What you should do:
How many lines in the material below contain the word "prefix"? Write only the number.
##### Dataset entries #####
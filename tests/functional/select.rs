use std::thread;
use std::time::{Duration, Instant};

use bsdsock::FdSet;

use crate::util::{expect_io_errno, listener, localhost, tcp_socket, test_core, udp_socket};

#[test]
fn fd_set() {
    let mut set = FdSet::new();
    assert!(set.is_empty());
    set.insert(3);
    set.insert(40);
    set.insert(40);
    assert_eq!(set.len(), 2);
    assert!(set.contains(3) && set.contains(40) && !set.contains(4));
    assert_eq!(set.iter().collect::<Vec<_>>(), [3, 40]);
    set.remove(3);
    assert_eq!(set.iter().collect::<Vec<_>>(), [40]);
    set.clear();
    assert!(set.is_empty());
}

#[test]
fn datagram_readiness() {
    let core = test_core();
    let fd = udp_socket(&core);
    core.bind(fd, &localhost(6100)).unwrap();

    let mut read = FdSet::new();
    let mut write = FdSet::new();
    read.insert(fd);
    write.insert(fd);
    let n = core.select(fd + 1, Some(&mut read), Some(&mut write), None, Some(Duration::ZERO)).unwrap();
    assert_eq!(n, 1);
    assert!(read.is_empty());
    assert!(write.contains(fd));

    let sender = udp_socket(&core);
    core.sendto(sender, b"ping", 0, &localhost(6100)).unwrap();
    core.stack().flush();
    let mut read = FdSet::new();
    read.insert(fd);
    assert_eq!(core.select(fd + 1, Some(&mut read), None, None, Some(Duration::ZERO)).unwrap(), 1);
    assert!(read.contains(fd));

    core.close(fd).unwrap();
    core.close(sender).unwrap();
}

#[test]
fn select_timeout() {
    let core = test_core();
    let fd = udp_socket(&core);
    let mut read = FdSet::new();
    read.insert(fd);
    let start = Instant::now();
    let n = core.select(fd + 1, Some(&mut read), None, None, Some(Duration::from_millis(20))).unwrap();
    assert_eq!(n, 0);
    assert!(read.is_empty());
    assert!(start.elapsed() >= Duration::from_millis(20));
    core.close(fd).unwrap();
}

#[test]
fn select_errors() {
    let core = test_core();
    let fd = udp_socket(&core);
    let mut read = FdSet::new();
    read.insert(fd);
    read.insert(fd + 1);
    expect_io_errno(core.select(fd + 2, Some(&mut read), None, None, Some(Duration::ZERO)), libc::EBADF);
    expect_io_errno(core.select(-1, None, None, None, Some(Duration::ZERO)), libc::EINVAL);

    // Descriptors at or above `nfds` are ignored.
    let mut read = FdSet::new();
    read.insert(fd + 1);
    assert_eq!(core.select(fd + 1, Some(&mut read), None, None, Some(Duration::ZERO)).unwrap(), 0);
    core.close(fd).unwrap();
}

#[test]
fn select_woken_by_datagram() {
    let core = test_core();
    let fd = udp_socket(&core);
    core.bind(fd, &localhost(6101)).unwrap();

    let c = core.clone();
    let handle = thread::spawn(move || {
        thread::sleep(Duration::from_millis(20));
        let sender = udp_socket(&c);
        c.sendto(sender, b"wake up", 0, &localhost(6101)).unwrap();
        sender
    });
    let mut read = FdSet::new();
    read.insert(fd);
    assert_eq!(core.select(fd + 1, Some(&mut read), None, None, None).unwrap(), 1);
    assert!(read.contains(fd));
    let sender = handle.join().unwrap();

    core.close(fd).unwrap();
    core.close(sender).unwrap();
}

#[test]
fn listener_readable_with_pending_connection() {
    let core = test_core();
    let listener = listener(&core, 6102);
    let mut read = FdSet::new();
    read.insert(listener);
    assert_eq!(core.select(listener + 1, Some(&mut read), None, None, Some(Duration::ZERO)).unwrap(), 0);

    let client = tcp_socket(&core);
    core.connect(client, &localhost(6102)).unwrap();
    let mut read = FdSet::new();
    let mut write = FdSet::new();
    read.insert(listener);
    write.insert(client);
    let nfds = listener.max(client) + 1;
    let timeout = Some(Duration::from_secs(5));
    let mut n = core.select(nfds, Some(&mut read), Some(&mut write), None, timeout).unwrap();
    if !read.contains(listener) {
        // Client side can be established before the server side.
        read.insert(listener);
        n += core.select(nfds, Some(&mut read), None, None, timeout).unwrap();
    }
    assert_eq!(n, 2);
    assert!(read.contains(listener));
    assert!(write.contains(client));

    let (accepted, _) = core.accept(listener).unwrap();
    for fd in [client, accepted, listener] {
        core.close(fd).unwrap();
    }
}

#[test]
fn peer_close_is_readable() {
    let core = test_core();
    let listener = listener(&core, 6103);
    let (client, accepted) = crate::util::connected_pair(&core, listener, 6103);
    core.close(client).unwrap();

    let mut read = FdSet::new();
    let mut except = FdSet::new();
    read.insert(accepted);
    except.insert(accepted);
    let n = core.select(accepted + 1, Some(&mut read), None, Some(&mut except), Some(Duration::from_secs(5))).unwrap();
    assert!(n >= 1);
    assert!(read.contains(accepted));
    let mut buf = [0; 8];
    assert_eq!(core.recv(accepted, &mut buf, 0).unwrap(), 0);
    core.close(accepted).unwrap();
    core.close(listener).unwrap();
}
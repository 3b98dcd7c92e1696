//! Socket options.
//!
//! See [`NetworkingCore::socket_option`] and
//! [`NetworkingCore::set_socket_option`] for the typed interface, and
//! [`NetworkingCore::getsockopt`] and [`NetworkingCore::setsockopt`] for the
//! raw BSD interface.

use std::ffi::c_void;
use std::mem::{size_of, MaybeUninit};
use std::os::fd::RawFd;
use std::time::Duration;
use std::{fmt, io, ptr};

use crate::errno;
use crate::net;
use crate::stack::Stack;
use crate::table::{Flags, Kind, Socket};
use crate::NetworkingCore;

macro_rules! new_option {
    (
        $(
        $(#[$type_meta:meta])*
        $type_vis: vis $type_name: ident {
            type Storage = $storage: ty;
            const LEVEL = $level: expr;
            const OPT = $opt: expr;

            // option::Get implementation.
            $(
            $(
            unsafe fn as_mut_ptr($as_mut_ptr_storage: ident: &mut MaybeUninit<Self::Storage>) -> (*mut c_void, u32) $as_mut_ptr: block
            )?

            unsafe fn init($init_storage: ident: MaybeUninit<Self::Storage>, $init_length: ident: u32) -> $output: ty $init: block
            )?

            // option::Set implementation.
            $(
            fn as_storage($as_storage_value: ident: $value: ty) -> Self::Storage $as_storage: block
            )?
        }
        )*
    ) => {
        $(
        $(#[$type_meta])*
        #[allow(missing_debug_implementations)]
        pub enum $type_name {}

        $(
        impl Get for $type_name {
            type Output = $output;
            type Storage = $storage;

            const LEVEL: Level = $level;
            const OPT: Opt = $opt.into_opt();

            $(
            unsafe fn as_mut_ptr($as_mut_ptr_storage: &mut MaybeUninit<Self::Storage>) -> (*mut c_void, u32) {
                $as_mut_ptr
            }
            )?

            unsafe fn init($init_storage: MaybeUninit<Self::Storage>, $init_length: u32) -> Self::Output {
                $init
            }
        }
        )?

        $(
        impl Set for $type_name {
            type Value = $value;
            type Storage = $storage;

            const LEVEL: Level = $level;
            const OPT: Opt = $opt.into_opt();

            fn as_storage($as_storage_value: Self::Value) -> Self::Storage {
                $as_storage
            }
        }
        )?
        )*
    };
}

/// Not an option of the OS, picked to not collide with any of them.
const RAW_RX_NO_HEADER: libc::c_int = 0x101;

/// Socket option level.
#[derive(Copy, Clone, Eq, PartialEq)]
pub struct Level(pub(crate) libc::c_int);

impl Level {
    /// Options on the socket itself.
    #[doc(alias = "SOL_SOCKET")]
    pub const SOCKET: Level = Level(libc::SOL_SOCKET);
    /// IPv4 options.
    #[doc(alias = "IPPROTO_IP")]
    pub const IPV4: Level = Level(libc::IPPROTO_IP);
    /// TCP options.
    #[doc(alias = "IPPROTO_TCP")]
    pub const TCP: Level = Level(libc::IPPROTO_TCP);
}

impl From<libc::c_int> for Level {
    fn from(level: libc::c_int) -> Level {
        Level(level)
    }
}

impl fmt::Debug for Level {
    fn fmt(&self, f: &mut fmt::Formatter<'_>) -> fmt::Result {
        match self.0 {
            libc::SOL_SOCKET => f.write_str("SOL_SOCKET"),
            libc::IPPROTO_IP => f.write_str("IPPROTO_IP"),
            libc::IPPROTO_TCP => f.write_str("IPPROTO_TCP"),
            level => write!(f, "{level}"),
        }
    }
}

/// Socket option, the meaning depends on the [`Level`].
#[derive(Copy, Clone, Debug, Eq, PartialEq)]
pub struct Opt(pub(crate) libc::c_int);

impl From<libc::c_int> for Opt {
    fn from(opt: libc::c_int) -> Opt {
        Opt(opt)
    }
}

/// Options on [`Level::SOCKET`].
#[derive(Copy, Clone, Debug, Eq, PartialEq)]
pub struct SocketOpt(libc::c_int);

impl SocketOpt {
    /// Pending error, cleared when read.
    #[doc(alias = "SO_ERROR")]
    pub const ERROR: SocketOpt = SocketOpt(libc::SO_ERROR);
    /// Socket type.
    #[doc(alias = "SO_TYPE")]
    pub const TYPE: SocketOpt = SocketOpt(libc::SO_TYPE);
    /// Allow reuse of local addresses.
    #[doc(alias = "SO_REUSEADDR")]
    pub const REUSE_ADDR: SocketOpt = SocketOpt(libc::SO_REUSEADDR);
    /// Size of the receive queue.
    #[doc(alias = "SO_RCVBUF")]
    pub const RECEIVE_BUFFER: SocketOpt = SocketOpt(libc::SO_RCVBUF);
    /// Timeout of blocking receive calls.
    #[doc(alias = "SO_RCVTIMEO")]
    pub const RECEIVE_TIMEOUT: SocketOpt = SocketOpt(libc::SO_RCVTIMEO);
    /// Timeout of blocking send and connect calls.
    #[doc(alias = "SO_SNDTIMEO")]
    pub const SEND_TIMEOUT: SocketOpt = SocketOpt(libc::SO_SNDTIMEO);
    /// Send keep alive probes.
    #[doc(alias = "SO_KEEPALIVE")]
    pub const KEEP_ALIVE: SocketOpt = SocketOpt(libc::SO_KEEPALIVE);
    /// Allow sending to broadcast addresses.
    #[doc(alias = "SO_BROADCAST")]
    pub const BROADCAST: SocketOpt = SocketOpt(libc::SO_BROADCAST);
    /// Wait for unsent data when closing.
    #[doc(alias = "SO_LINGER")]
    pub const LINGER: SocketOpt = SocketOpt(libc::SO_LINGER);

    /// Convert into an [`Opt`].
    pub const fn into_opt(self) -> Opt {
        Opt(self.0)
    }
}
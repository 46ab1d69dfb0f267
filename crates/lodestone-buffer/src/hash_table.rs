//! Extendible hashing.
//!
//! Associative container used by the buffer pool as its page table. The
//! directory doubles as buckets fill; each bucket splits independently at
//! its own local depth, so growth never invalidates entries that did not
//! move.

use parking_lot::Mutex;
use std::collections::hash_map::RandomState;
use std::hash::{BuildHasher, Hash};

/// A single bucket of key-value pairs.
///
/// Buckets are arena-allocated in the table; directory slots store bucket
/// indices, and several slots whose low `local_depth` hash bits agree share
/// one bucket.
#[derive(Debug)]
struct Bucket<K, V> {
    /// Hash-prefix width this bucket is responsible for.
    local_depth: usize,
    /// Entries with unique keys, at most `bucket_size` of them.
    items: Vec<(K, V)>,
}

impl<K: Eq, V> Bucket<K, V> {
    fn new(local_depth: usize, bucket_size: usize) -> Self {
        Self {
            local_depth,
            items: Vec::with_capacity(bucket_size),
        }
    }

    fn find(&self, key: &K) -> Option<&V> {
        self.items.iter().find(|(k, _)| k == key).map(|(_, v)| v)
    }

    fn remove(&mut self, key: &K) -> bool {
        match self.items.iter().position(|(k, _)| k == key) {
            Some(index) => {
                self.items.remove(index);
                true
            }
            None => false,
        }
    }

    /// Inserts or updates; returns false if the bucket is full and the key
    /// is not already present.
    fn insert(&mut self, key: K, value: V, bucket_size: usize) -> bool {
        if let Some((_, v)) = self.items.iter_mut().find(|(k, _)| *k == key) {
            *v = value;
            return true;
        }
        if self.items.len() >= bucket_size {
            return false;
        }
        self.items.push((key, value));
        true
    }
}

struct TableInner<K, V> {
    /// Directory of bucket indices; length is always `2^global_depth`.
    dir: Vec<usize>,
    /// Bucket arena. Splits reuse the old slot for the low half and push
    /// the high half, so no index ever dangles.
    buckets: Vec<Bucket<K, V>>,
    /// Hash-prefix width of the directory.
    global_depth: usize,
}

/// Extendible hash table mapping keys to values.
///
/// Insertion of an existing key updates its value. A single mutex
/// serializes all operations; bucket accesses happen only under it.
pub struct ExtendibleHashTable<K, V, S = RandomState> {
    inner: Mutex<TableInner<K, V>>,
    /// Maximum number of entries per bucket.
    bucket_size: usize,
    hasher: S,
}

impl<K, V> ExtendibleHashTable<K, V, RandomState>
where
    K: Hash + Eq + Clone,
    V: Clone,
{
    /// Creates a table with the given bucket capacity and the default
    /// hasher.
    pub fn new(bucket_size: usize) -> Self {
        Self::with_hasher(bucket_size, RandomState::new())
    }
}

impl<K, V, S> ExtendibleHashTable<K, V, S>
where
    K: Hash + Eq + Clone,
    V: Clone,
    S: BuildHasher,
{
    /// Creates a table with the given bucket capacity and hasher.
    pub fn with_hasher(bucket_size: usize, hasher: S) -> Self {
        assert!(bucket_size > 0, "bucket size must be positive");
        Self {
            inner: Mutex::new(TableInner {
                dir: vec![0],
                buckets: vec![Bucket::new(0, bucket_size)],
                global_depth: 0,
            }),
            bucket_size,
            hasher,
        }
    }

    fn hash_of(&self, key: &K) -> u64 {
        self.hasher.hash_one(key)
    }

    fn index_of(hash: u64, global_depth: usize) -> usize {
        (hash & ((1u64 << global_depth) - 1)) as usize
    }

    /// Looks up the value for a key.
    pub fn find(&self, key: &K) -> Option<V> {
        let hash = self.hash_of(key);
        let inner = self.inner.lock();
        let slot = Self::index_of(hash, inner.global_depth);
        inner.buckets[inner.dir[slot]].find(key).cloned()
    }

    /// Returns true if the key is present.
    pub fn contains(&self, key: &K) -> bool {
        self.find(key).is_some()
    }

    /// Removes a key. Returns true if it was present.
    pub fn remove(&self, key: &K) -> bool {
        let hash = self.hash_of(key);
        let mut inner = self.inner.lock();
        let slot = Self::index_of(hash, inner.global_depth);
        let bucket = inner.dir[slot];
        inner.buckets[bucket].remove(key)
    }

    /// Inserts a key-value pair, updating the value if the key exists.
    ///
    /// A full bucket splits: if its local depth has reached the global
    /// depth the directory doubles first, then the bucket's entries are
    /// redistributed over one more hash bit and the insert retries. Each
    /// round either succeeds or strictly deepens a bucket, so the loop
    /// terminates for any finite set of hash collisions.
    pub fn insert(&self, key: K, value: V) {
        let hash = self.hash_of(&key);
        let mut inner = self.inner.lock();

        loop {
            let slot = Self::index_of(hash, inner.global_depth);
            let bucket_index = inner.dir[slot];

            if inner.buckets[bucket_index].insert(key.clone(), value.clone(), self.bucket_size) {
                return;
            }

            if inner.buckets[bucket_index].local_depth == inner.global_depth {
                // Double the directory: the new upper half mirrors the
                // lower half, keeping every bucket reachable.
                let len = inner.dir.len();
                for i in 0..len {
                    let b = inner.dir[i];
                    inner.dir.push(b);
                }
                inner.global_depth += 1;
            }

            // Split: the old slot keeps the entries whose new bit is 0,
            // a fresh bucket takes the rest.
            inner.buckets[bucket_index].local_depth += 1;
            let local_depth = inner.buckets[bucket_index].local_depth;
            let entries = std::mem::take(&mut inner.buckets[bucket_index].items);

            let high_index = inner.buckets.len();
            inner
                .buckets
                .push(Bucket::new(local_depth, self.bucket_size));

            for (k, v) in entries {
                let target = if (self.hash_of(&k) >> (local_depth - 1)) & 1 == 1 {
                    high_index
                } else {
                    bucket_index
                };
                inner.buckets[target].items.push((k, v));
            }

            for i in 0..inner.dir.len() {
                if inner.dir[i] == bucket_index && (i >> (local_depth - 1)) & 1 == 1 {
                    inner.dir[i] = high_index;
                }
            }
        }
    }

    /// Returns the directory-wide hash-prefix width.
    pub fn global_depth(&self) -> usize {
        self.inner.lock().global_depth
    }

    /// Returns the hash-prefix width of the bucket behind a directory slot.
    pub fn local_depth(&self, dir_index: usize) -> usize {
        let inner = self.inner.lock();
        inner.buckets[inner.dir[dir_index]].local_depth
    }

    /// Returns the number of directory slots.
    pub fn dir_len(&self) -> usize {
        self.inner.lock().dir.len()
    }

    /// Returns the number of distinct buckets.
    pub fn num_buckets(&self) -> usize {
        self.inner.lock().buckets.len()
    }

    /// Returns the number of stored entries.
    pub fn len(&self) -> usize {
        self.inner
            .lock()
            .buckets
            .iter()
            .map(|b| b.items.len())
            .sum()
    }

    /// Returns true if the table holds no entries.
    pub fn is_empty(&self) -> bool {
        self.len() == 0
    }
}
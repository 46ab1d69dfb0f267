//! Error types for LodestoneDB.

use thiserror::Error;

/// Result type alias using LodestoneError.
pub type Result<T> = std::result::Result<T, LodestoneError>;

/// Errors that can occur in LodestoneDB operations.
#[derive(Debug, Error)]
pub enum LodestoneError {
    // I/O errors
    #[error("I/O error: {0}")]
    Io(#[from] std::io::Error),

    // Buffer pool errors
    #[error("Buffer pool full, unable to allocate frame")]
    BufferPoolFull,

    #[error("Page not found: {page_id}")]
    PageNotFound { page_id: i64 },

    // Index errors
    #[error("Duplicate key")]
    DuplicateKey,

    #[error("Key not found")]
    KeyNotFound,

    #[error("Header page full: {capacity} records")]
    HeaderFull { capacity: usize },

    #[error("Record not found in header page: {0}")]
    RecordNotFound(String),

    #[error("B+ tree corrupted: {0}")]
    TreeCorrupted(String),

    // Internal errors
    #[error("Internal error: {0}")]
    Internal(String),
}
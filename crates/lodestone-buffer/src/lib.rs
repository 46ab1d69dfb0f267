//! Buffer pool management for LodestoneDB.
//!
//! This crate provides in-memory page caching with:
//! - Fixed-size buffer pool with configurable page count
//! - LRU-K eviction policy for cache management
//! - Extendible hashing for the page table
//! - Pin counting for concurrent access
//! - Dirty page tracking for write-back

mod disk;
mod frame;
mod hash_table;
mod pool;
mod replacer;

pub use disk::{DiskManager, FileDiskManager, FileDiskManagerConfig};
pub use frame::{BufferFrame, FrameId};
pub use hash_table::ExtendibleHashTable;
pub use pool::{
    BufferPoolConfig, BufferPoolManager, BufferPoolStats, PageReadGuard, PageWriteGuard,
};
pub use replacer::{LruKReplacer, Replacer};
#####
Answer for this exercise:
4